Throughout the listing below, show every line in which "StorageManager" occurs.

━━ EXTRACTED INFORMATION

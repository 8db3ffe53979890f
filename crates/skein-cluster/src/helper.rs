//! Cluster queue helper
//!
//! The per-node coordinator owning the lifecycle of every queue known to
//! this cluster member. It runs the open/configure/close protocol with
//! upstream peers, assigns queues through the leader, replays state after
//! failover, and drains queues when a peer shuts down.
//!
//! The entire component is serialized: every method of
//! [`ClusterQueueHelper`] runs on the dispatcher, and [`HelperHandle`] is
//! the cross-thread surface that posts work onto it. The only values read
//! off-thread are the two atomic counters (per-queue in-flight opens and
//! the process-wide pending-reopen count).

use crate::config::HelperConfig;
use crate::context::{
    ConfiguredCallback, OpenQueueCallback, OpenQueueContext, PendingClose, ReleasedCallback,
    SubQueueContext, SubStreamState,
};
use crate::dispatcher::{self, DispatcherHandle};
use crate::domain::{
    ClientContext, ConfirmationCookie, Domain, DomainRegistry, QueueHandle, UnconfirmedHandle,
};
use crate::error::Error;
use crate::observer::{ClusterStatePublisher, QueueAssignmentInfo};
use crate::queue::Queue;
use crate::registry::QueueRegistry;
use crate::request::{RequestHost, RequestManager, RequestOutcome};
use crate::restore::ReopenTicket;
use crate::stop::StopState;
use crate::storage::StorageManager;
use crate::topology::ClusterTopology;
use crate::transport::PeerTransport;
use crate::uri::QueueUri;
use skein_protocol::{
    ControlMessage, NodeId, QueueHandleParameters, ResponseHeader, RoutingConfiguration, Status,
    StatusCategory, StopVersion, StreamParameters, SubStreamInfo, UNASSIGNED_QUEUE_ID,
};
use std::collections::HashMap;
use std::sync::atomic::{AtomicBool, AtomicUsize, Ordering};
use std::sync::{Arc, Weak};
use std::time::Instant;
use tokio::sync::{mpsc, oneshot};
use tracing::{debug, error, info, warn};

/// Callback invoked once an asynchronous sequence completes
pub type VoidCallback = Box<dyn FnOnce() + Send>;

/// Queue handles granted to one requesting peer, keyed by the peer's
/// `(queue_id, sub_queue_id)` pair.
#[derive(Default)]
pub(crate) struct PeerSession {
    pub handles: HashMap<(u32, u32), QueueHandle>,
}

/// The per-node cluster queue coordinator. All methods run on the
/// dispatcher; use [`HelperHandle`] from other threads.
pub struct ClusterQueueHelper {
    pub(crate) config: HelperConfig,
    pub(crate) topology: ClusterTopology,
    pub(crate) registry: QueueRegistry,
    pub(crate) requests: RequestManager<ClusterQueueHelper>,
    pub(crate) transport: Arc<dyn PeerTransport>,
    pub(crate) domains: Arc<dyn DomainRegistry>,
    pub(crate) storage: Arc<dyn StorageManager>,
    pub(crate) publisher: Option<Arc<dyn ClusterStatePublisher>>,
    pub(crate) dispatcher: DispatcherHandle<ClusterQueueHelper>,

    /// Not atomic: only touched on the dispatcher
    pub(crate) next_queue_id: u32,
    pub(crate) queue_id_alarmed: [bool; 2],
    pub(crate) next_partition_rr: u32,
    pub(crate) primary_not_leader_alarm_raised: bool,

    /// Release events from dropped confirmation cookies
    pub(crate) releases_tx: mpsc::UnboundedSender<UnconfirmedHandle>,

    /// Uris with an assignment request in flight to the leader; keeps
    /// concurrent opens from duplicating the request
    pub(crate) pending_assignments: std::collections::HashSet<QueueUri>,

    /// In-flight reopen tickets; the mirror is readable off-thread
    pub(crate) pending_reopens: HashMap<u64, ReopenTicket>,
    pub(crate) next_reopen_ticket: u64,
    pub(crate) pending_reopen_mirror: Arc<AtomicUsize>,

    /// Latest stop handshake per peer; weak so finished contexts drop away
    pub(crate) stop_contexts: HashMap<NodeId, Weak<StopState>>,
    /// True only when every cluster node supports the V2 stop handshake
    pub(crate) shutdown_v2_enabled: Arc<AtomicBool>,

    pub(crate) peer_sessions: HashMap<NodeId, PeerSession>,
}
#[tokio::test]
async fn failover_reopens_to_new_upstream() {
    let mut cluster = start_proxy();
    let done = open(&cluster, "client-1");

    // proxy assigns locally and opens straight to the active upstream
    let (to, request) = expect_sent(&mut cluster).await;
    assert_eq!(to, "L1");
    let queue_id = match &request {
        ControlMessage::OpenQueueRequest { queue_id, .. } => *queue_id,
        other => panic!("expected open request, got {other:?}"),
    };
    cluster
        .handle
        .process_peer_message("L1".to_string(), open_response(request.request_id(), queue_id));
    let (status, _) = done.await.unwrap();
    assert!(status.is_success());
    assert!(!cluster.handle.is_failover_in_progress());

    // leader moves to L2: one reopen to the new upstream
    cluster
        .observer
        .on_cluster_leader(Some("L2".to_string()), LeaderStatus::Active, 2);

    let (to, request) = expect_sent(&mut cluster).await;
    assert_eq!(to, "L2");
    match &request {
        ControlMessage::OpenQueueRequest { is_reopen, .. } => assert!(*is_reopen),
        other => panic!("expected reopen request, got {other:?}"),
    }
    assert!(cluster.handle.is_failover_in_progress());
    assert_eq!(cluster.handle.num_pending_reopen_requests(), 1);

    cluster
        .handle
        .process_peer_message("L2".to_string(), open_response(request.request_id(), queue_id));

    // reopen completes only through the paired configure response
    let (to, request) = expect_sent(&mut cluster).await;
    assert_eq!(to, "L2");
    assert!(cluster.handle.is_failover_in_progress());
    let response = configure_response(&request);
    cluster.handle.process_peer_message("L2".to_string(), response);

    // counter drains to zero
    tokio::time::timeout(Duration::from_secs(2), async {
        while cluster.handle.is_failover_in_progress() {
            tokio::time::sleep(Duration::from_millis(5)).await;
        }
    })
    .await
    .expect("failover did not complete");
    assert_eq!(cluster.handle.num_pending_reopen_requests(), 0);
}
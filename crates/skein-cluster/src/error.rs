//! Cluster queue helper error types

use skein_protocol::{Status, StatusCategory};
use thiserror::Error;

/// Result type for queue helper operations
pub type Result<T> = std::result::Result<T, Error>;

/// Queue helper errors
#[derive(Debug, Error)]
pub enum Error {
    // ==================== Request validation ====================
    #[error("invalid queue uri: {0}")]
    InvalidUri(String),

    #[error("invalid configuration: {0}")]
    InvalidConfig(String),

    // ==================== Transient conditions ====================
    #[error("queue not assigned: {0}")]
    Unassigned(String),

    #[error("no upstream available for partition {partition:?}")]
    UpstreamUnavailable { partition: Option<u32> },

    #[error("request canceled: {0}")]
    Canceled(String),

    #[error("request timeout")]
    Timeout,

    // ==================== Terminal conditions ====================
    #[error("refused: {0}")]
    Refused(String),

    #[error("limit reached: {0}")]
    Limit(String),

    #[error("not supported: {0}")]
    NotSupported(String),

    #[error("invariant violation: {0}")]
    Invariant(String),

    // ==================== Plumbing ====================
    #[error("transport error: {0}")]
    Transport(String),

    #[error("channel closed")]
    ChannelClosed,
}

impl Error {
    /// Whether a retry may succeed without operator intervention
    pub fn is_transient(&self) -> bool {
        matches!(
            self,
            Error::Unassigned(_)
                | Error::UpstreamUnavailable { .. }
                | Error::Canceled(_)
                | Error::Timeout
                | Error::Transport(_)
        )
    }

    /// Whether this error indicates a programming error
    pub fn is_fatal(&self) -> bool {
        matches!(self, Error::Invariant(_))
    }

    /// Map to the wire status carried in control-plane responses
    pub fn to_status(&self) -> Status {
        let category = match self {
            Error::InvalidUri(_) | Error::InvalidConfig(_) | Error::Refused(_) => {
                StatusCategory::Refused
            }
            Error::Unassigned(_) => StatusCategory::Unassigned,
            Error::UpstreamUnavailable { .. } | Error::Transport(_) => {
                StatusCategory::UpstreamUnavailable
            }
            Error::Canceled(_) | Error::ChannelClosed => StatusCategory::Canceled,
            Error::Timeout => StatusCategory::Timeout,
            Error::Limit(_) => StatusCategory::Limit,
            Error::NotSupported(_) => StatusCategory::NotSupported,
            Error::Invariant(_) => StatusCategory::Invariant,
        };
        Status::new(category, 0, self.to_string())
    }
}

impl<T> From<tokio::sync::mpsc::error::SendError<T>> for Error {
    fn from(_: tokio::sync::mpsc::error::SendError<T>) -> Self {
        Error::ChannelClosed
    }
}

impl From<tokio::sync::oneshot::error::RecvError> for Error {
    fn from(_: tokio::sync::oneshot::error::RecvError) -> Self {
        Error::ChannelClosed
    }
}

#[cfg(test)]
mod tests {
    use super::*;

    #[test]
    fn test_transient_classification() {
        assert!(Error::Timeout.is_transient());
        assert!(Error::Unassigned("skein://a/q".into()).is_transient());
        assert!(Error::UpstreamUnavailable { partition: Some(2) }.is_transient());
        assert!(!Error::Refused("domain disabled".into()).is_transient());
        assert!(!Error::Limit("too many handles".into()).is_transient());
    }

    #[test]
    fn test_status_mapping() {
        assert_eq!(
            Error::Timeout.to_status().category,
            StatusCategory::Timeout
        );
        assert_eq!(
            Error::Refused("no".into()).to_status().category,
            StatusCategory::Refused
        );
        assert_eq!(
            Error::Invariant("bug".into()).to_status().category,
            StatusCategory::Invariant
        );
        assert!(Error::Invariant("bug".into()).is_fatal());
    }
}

━━━━

# TASK SOLUTION
use crate::storage::StorageManager;
    pub(crate) storage: Arc<dyn StorageManager>,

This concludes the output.